Dataset section start

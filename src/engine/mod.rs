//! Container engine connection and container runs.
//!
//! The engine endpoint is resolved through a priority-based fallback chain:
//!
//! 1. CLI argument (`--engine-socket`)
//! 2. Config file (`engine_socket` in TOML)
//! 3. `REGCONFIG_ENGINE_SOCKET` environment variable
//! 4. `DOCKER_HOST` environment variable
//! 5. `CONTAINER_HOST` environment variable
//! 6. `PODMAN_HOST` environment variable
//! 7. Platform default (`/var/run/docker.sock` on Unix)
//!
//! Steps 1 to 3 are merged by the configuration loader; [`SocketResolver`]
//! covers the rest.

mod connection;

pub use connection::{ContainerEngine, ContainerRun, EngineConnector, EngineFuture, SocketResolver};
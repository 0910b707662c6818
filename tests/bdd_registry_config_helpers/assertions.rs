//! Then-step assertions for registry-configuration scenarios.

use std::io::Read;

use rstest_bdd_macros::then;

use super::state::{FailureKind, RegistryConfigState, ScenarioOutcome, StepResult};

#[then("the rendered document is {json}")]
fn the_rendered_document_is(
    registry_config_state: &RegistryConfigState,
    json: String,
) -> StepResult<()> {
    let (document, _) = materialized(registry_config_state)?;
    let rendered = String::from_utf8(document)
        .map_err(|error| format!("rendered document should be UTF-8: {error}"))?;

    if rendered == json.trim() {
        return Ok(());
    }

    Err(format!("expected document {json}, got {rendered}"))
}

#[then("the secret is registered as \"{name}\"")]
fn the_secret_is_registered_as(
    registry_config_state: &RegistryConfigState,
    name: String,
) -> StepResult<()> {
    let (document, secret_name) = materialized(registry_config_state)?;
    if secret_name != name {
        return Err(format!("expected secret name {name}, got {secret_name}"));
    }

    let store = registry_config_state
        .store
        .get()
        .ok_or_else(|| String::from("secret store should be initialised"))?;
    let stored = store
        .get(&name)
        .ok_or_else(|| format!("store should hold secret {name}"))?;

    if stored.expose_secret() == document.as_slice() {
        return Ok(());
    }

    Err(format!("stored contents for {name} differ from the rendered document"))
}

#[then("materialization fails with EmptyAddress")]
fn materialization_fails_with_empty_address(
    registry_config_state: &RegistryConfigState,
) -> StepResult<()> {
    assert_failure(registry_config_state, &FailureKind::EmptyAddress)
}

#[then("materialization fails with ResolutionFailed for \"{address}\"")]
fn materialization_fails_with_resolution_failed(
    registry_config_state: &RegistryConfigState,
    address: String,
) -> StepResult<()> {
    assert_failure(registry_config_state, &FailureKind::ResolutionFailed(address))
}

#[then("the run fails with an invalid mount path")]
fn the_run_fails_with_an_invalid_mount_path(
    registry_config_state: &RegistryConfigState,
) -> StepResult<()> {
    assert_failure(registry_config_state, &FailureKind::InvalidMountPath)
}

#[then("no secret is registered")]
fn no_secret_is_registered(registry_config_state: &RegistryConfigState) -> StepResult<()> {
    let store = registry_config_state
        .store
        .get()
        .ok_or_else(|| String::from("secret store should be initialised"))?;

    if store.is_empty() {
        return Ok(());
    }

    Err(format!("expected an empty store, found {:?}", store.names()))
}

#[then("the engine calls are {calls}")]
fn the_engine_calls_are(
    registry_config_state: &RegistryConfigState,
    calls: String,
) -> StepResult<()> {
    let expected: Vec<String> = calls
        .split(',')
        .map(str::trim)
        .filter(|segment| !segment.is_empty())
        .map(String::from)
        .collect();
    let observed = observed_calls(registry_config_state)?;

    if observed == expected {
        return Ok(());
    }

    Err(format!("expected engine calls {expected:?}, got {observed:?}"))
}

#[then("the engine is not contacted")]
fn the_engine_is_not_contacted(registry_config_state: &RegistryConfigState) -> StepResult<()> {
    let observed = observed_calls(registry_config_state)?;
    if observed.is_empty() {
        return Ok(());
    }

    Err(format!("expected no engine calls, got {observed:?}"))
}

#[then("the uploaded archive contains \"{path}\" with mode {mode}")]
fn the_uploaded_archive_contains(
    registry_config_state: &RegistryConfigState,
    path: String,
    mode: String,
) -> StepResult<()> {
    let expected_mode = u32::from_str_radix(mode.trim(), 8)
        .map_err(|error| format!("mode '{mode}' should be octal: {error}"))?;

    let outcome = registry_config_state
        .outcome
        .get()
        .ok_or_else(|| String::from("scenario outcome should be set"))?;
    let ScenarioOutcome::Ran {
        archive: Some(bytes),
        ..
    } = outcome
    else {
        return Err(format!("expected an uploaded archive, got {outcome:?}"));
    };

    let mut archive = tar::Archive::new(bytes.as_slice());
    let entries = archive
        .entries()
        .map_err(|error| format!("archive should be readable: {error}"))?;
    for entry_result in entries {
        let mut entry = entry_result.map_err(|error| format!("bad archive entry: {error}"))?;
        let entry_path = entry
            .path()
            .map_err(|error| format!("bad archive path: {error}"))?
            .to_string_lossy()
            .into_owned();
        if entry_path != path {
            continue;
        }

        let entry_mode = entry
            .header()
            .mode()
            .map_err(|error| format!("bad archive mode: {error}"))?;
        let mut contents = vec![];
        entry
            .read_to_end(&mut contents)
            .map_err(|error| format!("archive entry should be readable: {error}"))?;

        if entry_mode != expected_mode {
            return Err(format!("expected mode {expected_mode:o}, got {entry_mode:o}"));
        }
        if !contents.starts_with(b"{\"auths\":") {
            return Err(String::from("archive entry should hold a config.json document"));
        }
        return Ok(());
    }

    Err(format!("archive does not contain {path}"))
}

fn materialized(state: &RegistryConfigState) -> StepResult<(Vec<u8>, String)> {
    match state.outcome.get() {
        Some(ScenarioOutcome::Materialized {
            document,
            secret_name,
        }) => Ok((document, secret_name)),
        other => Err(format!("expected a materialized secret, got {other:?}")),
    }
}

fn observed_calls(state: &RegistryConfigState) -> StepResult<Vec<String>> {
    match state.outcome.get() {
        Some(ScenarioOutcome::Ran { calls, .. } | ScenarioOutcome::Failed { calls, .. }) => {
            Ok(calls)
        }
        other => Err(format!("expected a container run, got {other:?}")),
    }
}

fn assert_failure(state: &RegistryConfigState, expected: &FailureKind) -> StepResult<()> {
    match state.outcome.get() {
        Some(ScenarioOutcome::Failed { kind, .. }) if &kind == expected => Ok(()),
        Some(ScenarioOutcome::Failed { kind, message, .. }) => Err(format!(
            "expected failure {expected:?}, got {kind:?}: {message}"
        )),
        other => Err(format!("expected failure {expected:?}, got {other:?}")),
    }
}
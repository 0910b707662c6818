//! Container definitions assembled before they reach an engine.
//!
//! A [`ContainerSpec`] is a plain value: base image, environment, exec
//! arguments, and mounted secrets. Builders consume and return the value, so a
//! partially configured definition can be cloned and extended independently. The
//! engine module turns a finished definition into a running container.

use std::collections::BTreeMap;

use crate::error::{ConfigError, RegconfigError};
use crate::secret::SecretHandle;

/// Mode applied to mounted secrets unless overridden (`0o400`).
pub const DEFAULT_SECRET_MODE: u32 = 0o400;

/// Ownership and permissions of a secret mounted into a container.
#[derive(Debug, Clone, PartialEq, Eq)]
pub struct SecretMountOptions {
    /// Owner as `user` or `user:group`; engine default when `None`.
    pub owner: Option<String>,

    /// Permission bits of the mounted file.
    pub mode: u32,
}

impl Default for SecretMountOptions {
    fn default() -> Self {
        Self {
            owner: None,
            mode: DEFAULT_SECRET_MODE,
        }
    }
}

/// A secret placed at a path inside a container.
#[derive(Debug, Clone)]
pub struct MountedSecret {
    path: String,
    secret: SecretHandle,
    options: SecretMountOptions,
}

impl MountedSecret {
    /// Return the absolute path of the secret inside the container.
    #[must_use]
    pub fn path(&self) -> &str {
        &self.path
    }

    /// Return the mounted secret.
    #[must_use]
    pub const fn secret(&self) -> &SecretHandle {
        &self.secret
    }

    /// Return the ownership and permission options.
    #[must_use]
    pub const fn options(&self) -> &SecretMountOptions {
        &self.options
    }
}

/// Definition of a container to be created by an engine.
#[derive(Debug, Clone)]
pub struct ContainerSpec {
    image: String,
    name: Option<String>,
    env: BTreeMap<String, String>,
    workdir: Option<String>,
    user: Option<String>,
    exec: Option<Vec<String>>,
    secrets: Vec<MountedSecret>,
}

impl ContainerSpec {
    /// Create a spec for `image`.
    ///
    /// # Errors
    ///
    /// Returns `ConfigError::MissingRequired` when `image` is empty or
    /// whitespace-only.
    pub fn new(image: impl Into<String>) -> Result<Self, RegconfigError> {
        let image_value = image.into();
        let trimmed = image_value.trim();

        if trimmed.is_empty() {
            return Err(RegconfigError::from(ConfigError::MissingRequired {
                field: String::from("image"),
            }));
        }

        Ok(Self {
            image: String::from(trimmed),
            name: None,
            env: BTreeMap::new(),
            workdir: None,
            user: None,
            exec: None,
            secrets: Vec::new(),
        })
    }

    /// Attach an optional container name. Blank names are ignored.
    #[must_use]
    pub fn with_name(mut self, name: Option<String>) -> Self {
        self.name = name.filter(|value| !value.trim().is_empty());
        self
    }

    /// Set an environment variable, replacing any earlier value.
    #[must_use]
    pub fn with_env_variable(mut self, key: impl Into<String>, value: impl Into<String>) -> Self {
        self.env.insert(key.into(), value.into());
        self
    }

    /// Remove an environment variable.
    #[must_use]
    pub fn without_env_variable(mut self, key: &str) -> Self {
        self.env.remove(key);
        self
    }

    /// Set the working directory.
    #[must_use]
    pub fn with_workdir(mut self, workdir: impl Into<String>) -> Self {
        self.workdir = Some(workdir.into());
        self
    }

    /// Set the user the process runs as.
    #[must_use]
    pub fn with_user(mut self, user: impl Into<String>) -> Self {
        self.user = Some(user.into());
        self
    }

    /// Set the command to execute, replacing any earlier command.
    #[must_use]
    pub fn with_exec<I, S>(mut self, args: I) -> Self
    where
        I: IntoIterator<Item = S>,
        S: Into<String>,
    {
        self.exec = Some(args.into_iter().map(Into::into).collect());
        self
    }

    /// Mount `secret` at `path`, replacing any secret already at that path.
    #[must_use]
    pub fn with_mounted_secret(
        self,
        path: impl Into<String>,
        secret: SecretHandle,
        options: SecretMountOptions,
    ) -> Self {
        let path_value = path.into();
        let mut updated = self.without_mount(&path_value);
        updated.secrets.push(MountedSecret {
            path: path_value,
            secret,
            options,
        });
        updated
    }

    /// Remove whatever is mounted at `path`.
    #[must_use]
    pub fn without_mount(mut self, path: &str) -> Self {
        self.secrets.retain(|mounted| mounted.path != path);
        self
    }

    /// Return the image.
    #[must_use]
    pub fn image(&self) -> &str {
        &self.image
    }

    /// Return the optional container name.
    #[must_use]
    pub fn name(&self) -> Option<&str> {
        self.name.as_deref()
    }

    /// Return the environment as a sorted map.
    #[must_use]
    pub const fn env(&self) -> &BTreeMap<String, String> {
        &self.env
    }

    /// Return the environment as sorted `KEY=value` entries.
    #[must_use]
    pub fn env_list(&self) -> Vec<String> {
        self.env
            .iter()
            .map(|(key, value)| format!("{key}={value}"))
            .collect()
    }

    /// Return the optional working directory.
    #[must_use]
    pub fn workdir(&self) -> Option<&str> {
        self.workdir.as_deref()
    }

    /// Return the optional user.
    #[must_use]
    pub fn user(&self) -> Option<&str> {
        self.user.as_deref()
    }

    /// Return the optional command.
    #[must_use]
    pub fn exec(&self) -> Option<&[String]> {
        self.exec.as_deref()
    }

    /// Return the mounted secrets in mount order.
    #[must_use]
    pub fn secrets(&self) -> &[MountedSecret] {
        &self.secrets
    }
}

Dataset section end
Dataset section start

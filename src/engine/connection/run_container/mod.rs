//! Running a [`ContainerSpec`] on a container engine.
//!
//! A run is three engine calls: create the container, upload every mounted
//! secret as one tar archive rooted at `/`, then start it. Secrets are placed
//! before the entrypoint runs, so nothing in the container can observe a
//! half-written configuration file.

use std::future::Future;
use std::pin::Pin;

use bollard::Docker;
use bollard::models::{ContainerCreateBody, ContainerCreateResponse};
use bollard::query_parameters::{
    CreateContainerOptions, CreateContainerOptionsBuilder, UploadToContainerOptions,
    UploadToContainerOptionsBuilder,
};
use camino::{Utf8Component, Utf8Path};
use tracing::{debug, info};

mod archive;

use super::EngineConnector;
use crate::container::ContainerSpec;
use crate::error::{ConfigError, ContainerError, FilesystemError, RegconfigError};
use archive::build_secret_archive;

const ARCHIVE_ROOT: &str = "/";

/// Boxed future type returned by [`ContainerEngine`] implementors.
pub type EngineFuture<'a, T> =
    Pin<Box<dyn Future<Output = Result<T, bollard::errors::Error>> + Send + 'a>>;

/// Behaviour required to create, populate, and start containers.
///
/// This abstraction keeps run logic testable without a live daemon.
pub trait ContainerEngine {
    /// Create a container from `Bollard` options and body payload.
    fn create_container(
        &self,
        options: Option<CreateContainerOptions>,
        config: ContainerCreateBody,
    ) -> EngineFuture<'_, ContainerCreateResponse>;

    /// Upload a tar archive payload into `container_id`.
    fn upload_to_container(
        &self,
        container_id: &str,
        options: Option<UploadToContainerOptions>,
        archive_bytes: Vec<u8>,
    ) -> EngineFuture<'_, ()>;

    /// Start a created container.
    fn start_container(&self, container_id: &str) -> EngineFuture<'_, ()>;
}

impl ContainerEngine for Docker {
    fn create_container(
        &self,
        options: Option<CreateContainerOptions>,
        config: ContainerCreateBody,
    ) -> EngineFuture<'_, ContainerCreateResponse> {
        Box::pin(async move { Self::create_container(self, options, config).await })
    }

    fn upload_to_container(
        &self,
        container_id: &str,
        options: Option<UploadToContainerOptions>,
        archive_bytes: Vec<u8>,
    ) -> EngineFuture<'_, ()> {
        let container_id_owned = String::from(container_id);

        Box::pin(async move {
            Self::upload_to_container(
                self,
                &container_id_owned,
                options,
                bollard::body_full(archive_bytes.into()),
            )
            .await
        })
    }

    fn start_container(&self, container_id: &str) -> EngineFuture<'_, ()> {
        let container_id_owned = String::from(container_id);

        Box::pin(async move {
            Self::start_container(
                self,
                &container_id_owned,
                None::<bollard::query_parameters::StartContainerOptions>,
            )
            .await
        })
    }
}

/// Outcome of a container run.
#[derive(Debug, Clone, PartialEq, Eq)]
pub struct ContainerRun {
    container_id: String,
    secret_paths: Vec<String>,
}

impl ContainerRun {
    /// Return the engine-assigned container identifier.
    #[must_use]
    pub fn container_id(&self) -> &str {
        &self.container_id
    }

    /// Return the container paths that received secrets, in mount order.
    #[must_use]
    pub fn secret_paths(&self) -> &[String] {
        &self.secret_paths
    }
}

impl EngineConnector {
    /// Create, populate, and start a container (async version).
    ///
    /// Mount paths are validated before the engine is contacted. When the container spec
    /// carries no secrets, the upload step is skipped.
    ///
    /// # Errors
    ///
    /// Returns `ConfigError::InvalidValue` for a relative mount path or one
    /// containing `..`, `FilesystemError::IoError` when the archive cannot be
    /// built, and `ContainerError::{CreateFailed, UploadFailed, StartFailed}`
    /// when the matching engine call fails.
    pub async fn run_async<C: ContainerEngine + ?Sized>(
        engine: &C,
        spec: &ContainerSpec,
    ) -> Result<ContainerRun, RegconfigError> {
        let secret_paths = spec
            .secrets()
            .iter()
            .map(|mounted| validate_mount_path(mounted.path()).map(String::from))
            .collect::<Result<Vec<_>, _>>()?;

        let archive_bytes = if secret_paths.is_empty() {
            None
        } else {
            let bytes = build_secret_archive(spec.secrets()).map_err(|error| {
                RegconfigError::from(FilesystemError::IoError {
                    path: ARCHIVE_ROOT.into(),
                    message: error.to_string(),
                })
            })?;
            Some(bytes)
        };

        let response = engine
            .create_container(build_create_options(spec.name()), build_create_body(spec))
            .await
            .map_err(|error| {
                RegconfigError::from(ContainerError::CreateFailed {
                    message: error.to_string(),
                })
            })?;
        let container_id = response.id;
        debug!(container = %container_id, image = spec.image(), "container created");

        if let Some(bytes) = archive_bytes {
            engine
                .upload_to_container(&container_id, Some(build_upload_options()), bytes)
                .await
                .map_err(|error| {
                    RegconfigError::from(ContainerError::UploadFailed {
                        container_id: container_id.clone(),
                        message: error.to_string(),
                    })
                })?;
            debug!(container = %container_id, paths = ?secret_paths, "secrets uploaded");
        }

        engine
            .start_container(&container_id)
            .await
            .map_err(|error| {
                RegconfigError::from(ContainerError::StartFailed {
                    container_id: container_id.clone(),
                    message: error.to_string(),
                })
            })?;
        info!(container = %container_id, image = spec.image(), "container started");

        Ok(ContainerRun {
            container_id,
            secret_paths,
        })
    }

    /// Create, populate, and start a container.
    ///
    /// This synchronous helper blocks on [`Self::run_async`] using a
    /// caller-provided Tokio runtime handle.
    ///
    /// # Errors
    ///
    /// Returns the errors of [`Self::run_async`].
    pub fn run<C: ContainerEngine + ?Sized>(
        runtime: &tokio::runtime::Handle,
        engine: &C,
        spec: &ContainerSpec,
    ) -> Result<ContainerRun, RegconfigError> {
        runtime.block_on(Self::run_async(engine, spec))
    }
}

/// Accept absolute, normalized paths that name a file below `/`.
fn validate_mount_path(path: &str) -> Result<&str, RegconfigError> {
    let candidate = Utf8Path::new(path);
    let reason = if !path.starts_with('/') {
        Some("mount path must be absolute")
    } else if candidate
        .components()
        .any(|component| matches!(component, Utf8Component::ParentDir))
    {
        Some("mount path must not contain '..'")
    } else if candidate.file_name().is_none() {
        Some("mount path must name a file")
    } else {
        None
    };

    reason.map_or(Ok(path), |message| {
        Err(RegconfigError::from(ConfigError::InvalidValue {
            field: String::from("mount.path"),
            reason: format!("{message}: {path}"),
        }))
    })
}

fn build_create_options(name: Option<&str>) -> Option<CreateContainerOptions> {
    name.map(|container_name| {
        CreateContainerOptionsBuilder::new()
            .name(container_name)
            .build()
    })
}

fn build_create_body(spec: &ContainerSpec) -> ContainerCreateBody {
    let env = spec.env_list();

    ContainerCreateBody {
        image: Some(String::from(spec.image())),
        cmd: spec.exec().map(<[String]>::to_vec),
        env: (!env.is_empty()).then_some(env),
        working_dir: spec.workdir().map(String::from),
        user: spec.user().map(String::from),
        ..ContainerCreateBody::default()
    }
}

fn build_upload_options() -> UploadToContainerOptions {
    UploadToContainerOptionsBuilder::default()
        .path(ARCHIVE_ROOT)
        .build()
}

Dataset section end

▸ Work to complete
When a line in the data contains "This", return it as written.

▸ Answer box
/// This abstraction keeps run logic testable without a live daemon.
    /// This synchronous helper blocks on [`Self::run_async`] using a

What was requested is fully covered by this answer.